[INPUT RECORDS — start]
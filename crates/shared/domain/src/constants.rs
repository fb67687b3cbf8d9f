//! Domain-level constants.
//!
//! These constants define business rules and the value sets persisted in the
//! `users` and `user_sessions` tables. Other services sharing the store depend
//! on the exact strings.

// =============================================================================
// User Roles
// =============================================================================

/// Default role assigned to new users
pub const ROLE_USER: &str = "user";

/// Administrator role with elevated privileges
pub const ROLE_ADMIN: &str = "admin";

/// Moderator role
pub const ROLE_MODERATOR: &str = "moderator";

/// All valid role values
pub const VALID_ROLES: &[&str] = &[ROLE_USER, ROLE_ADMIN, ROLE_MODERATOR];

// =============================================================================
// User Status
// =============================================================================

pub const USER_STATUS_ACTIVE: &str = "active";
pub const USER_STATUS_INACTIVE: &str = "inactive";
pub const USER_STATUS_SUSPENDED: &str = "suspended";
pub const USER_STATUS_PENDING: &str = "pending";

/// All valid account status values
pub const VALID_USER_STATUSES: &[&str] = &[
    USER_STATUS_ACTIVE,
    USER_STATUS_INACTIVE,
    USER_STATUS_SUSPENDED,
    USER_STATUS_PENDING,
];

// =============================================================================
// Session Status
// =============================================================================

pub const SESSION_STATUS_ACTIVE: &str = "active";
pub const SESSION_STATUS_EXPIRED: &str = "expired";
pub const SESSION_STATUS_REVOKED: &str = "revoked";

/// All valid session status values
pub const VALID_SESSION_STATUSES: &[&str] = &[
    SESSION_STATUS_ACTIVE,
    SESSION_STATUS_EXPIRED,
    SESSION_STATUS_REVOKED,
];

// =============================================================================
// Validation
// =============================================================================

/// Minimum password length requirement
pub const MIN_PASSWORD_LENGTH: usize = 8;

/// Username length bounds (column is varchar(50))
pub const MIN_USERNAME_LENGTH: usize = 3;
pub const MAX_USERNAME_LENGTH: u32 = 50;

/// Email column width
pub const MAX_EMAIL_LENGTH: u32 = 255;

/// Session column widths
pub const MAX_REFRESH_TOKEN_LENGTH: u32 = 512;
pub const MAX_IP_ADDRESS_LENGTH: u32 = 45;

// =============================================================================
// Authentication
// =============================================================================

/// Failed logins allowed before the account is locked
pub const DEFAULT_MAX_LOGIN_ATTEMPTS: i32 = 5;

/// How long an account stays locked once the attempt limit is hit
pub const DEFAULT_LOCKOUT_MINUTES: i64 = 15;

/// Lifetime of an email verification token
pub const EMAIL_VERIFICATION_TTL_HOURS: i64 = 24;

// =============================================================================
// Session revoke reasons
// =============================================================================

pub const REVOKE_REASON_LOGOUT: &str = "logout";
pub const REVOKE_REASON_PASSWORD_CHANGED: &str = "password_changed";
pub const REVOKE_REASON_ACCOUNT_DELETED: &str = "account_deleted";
[INPUT RECORDS — finish]
* WHAT THE EXERCISE ASKS *
A single number is expected here: the count of lines in the material above with "usize" in them.

* OUTPUT OF THE EXERCISE *
2